Saved entries
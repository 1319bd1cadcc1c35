//! Crop settings WASM bindings.
//!
//! This module provides JavaScript bindings for the CropSettings type,
//! allowing the crop controls (shape, output size, zoom, size limit) to be
//! driven from TypeScript.

use cropkit_core::{CropSettings, DimensionPreset, ResampleFilter, Shape};
use wasm_bindgen::prelude::*;

/// Crop settings wrapper for JavaScript
#[wasm_bindgen]
pub struct JsCropSettings {
    inner: CropSettings,
}

#[wasm_bindgen]
impl JsCropSettings {
    /// Create settings with the defaults (square, 200x200, zoom 1, 2 MB)
    #[wasm_bindgen(constructor)]
    pub fn new() -> Self {
        Self {
            inner: CropSettings::default(),
        }
    }

    /// Create settings for an initial output size and shape name
    pub fn with_dimensions(width: u32, height: u32, shape: &str) -> Result<JsCropSettings, JsValue> {
        let shape = parse_shape(shape)?;
        Ok(Self {
            inner: CropSettings::with_dimensions(width, height, shape),
        })
    }

    /// Get the shape name ("circle", "square" or "rectangle")
    #[wasm_bindgen(getter)]
    pub fn shape(&self) -> String {
        self.inner.shape.as_str().to_string()
    }

    /// Select the output shape by name
    pub fn select_shape(&mut self, name: &str) -> Result<(), JsValue> {
        self.inner.shape = parse_shape(name)?;
        Ok(())
    }

    /// Get the preset name ("50x50", "50x75", "100x100", "200x200" or "custom")
    #[wasm_bindgen(getter)]
    pub fn preset(&self) -> String {
        self.inner.preset.as_str().to_string()
    }

    /// Select a dimension preset by name; fixed presets also pick a shape
    pub fn select_preset(&mut self, name: &str) -> Result<(), JsValue> {
        let preset = DimensionPreset::from_name(name)
            .ok_or_else(|| JsValue::from_str(&format!("Unknown dimension preset: {}", name)))?;
        self.inner.select_preset(preset);
        Ok(())
    }

    /// Get custom width
    #[wasm_bindgen(getter)]
    pub fn custom_width(&self) -> u32 {
        self.inner.custom_width
    }

    /// Set custom width (zero is ignored)
    #[wasm_bindgen(setter)]
    pub fn set_custom_width(&mut self, value: u32) {
        self.inner.set_custom_width(value);
    }

    /// Get custom height
    #[wasm_bindgen(getter)]
    pub fn custom_height(&self) -> u32 {
        self.inner.custom_height
    }

    /// Set custom height (zero is ignored)
    #[wasm_bindgen(setter)]
    pub fn set_custom_height(&mut self, value: u32) {
        self.inner.set_custom_height(value);
    }

    /// Get zoom value
    #[wasm_bindgen(getter)]
    pub fn zoom(&self) -> f64 {
        self.inner.zoom.value()
    }

    /// Set zoom value (saturates to 1.0..=3.0)
    #[wasm_bindgen(setter)]
    pub fn set_zoom(&mut self, value: f64) {
        self.inner.set_zoom(value);
    }

    /// Get the size limit in megabytes
    #[wasm_bindgen(getter)]
    pub fn max_size_mb(&self) -> f64 {
        self.inner.max_size_mb
    }

    /// Set the size limit in megabytes
    #[wasm_bindgen(setter)]
    pub fn set_max_size_mb(&mut self, value: f64) {
        self.inner.max_size_mb = value;
    }

    /// Get the resampling filter value
    #[wasm_bindgen(getter)]
    pub fn filter(&self) -> u8 {
        match self.inner.filter {
            ResampleFilter::Bilinear => 0,
            ResampleFilter::CatmullRom => 1,
            ResampleFilter::Lanczos3 => 2,
        }
    }

    /// Set the resampling filter by value
    ///
    /// Values:
    /// - 0 = Bilinear (default)
    /// - 1 = Catmull-Rom
    /// - 2 = Lanczos3
    #[wasm_bindgen(setter)]
    pub fn set_filter(&mut self, value: u8) {
        self.inner.filter = filter_from_u8(value);
    }

    /// Current output width in pixels
    #[wasm_bindgen(getter)]
    pub fn output_width(&self) -> u32 {
        self.inner.dimensions().0
    }

    /// Current output height in pixels
    #[wasm_bindgen(getter)]
    pub fn output_height(&self) -> u32 {
        self.inner.dimensions().1
    }

    /// Aspect ratio the selection must keep
    pub fn aspect_ratio(&self) -> Result<f64, JsValue> {
        self.inner
            .aspect_ratio()
            .map_err(|e| JsValue::from_str(&e.to_string()))
    }

    /// Serialize to JSON for storage
    pub fn to_json(&self) -> Result<JsValue, JsValue> {
        serde_wasm_bindgen::to_value(&self.inner).map_err(|e| JsValue::from_str(&e.to_string()))
    }

    /// Deserialize from JSON; missing fields take their defaults
    pub fn from_json(value: JsValue) -> Result<JsCropSettings, JsValue> {
        let inner: CropSettings =
            serde_wasm_bindgen::from_value(value).map_err(|e| JsValue::from_str(&e.to_string()))?;
        Ok(Self { inner })
    }
}

impl Default for JsCropSettings {
    fn default() -> Self {
        Self::new()
    }
}

impl JsCropSettings {
    /// Get a reference to the inner CropSettings for use in the crop bindings
    pub(crate) fn inner(&self) -> &CropSettings {
        &self.inner
    }
}

fn parse_shape(name: &str) -> Result<Shape, JsValue> {
    Shape::from_name(name).ok_or_else(|| JsValue::from_str(&format!("Unknown shape: {}", name)))
}

/// Convert a u8 filter value to the core ResampleFilter enum.
///
/// Any unknown value defaults to Bilinear.
pub(crate) fn filter_from_u8(value: u8) -> ResampleFilter {
    match value {
        1 => ResampleFilter::CatmullRom,
        2 => ResampleFilter::Lanczos3,
        _ => ResampleFilter::Bilinear,
    }
}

### [Task to carry out]
Find the lines above that contain "limit" and report their number, without comment.

### [Expected answer]
3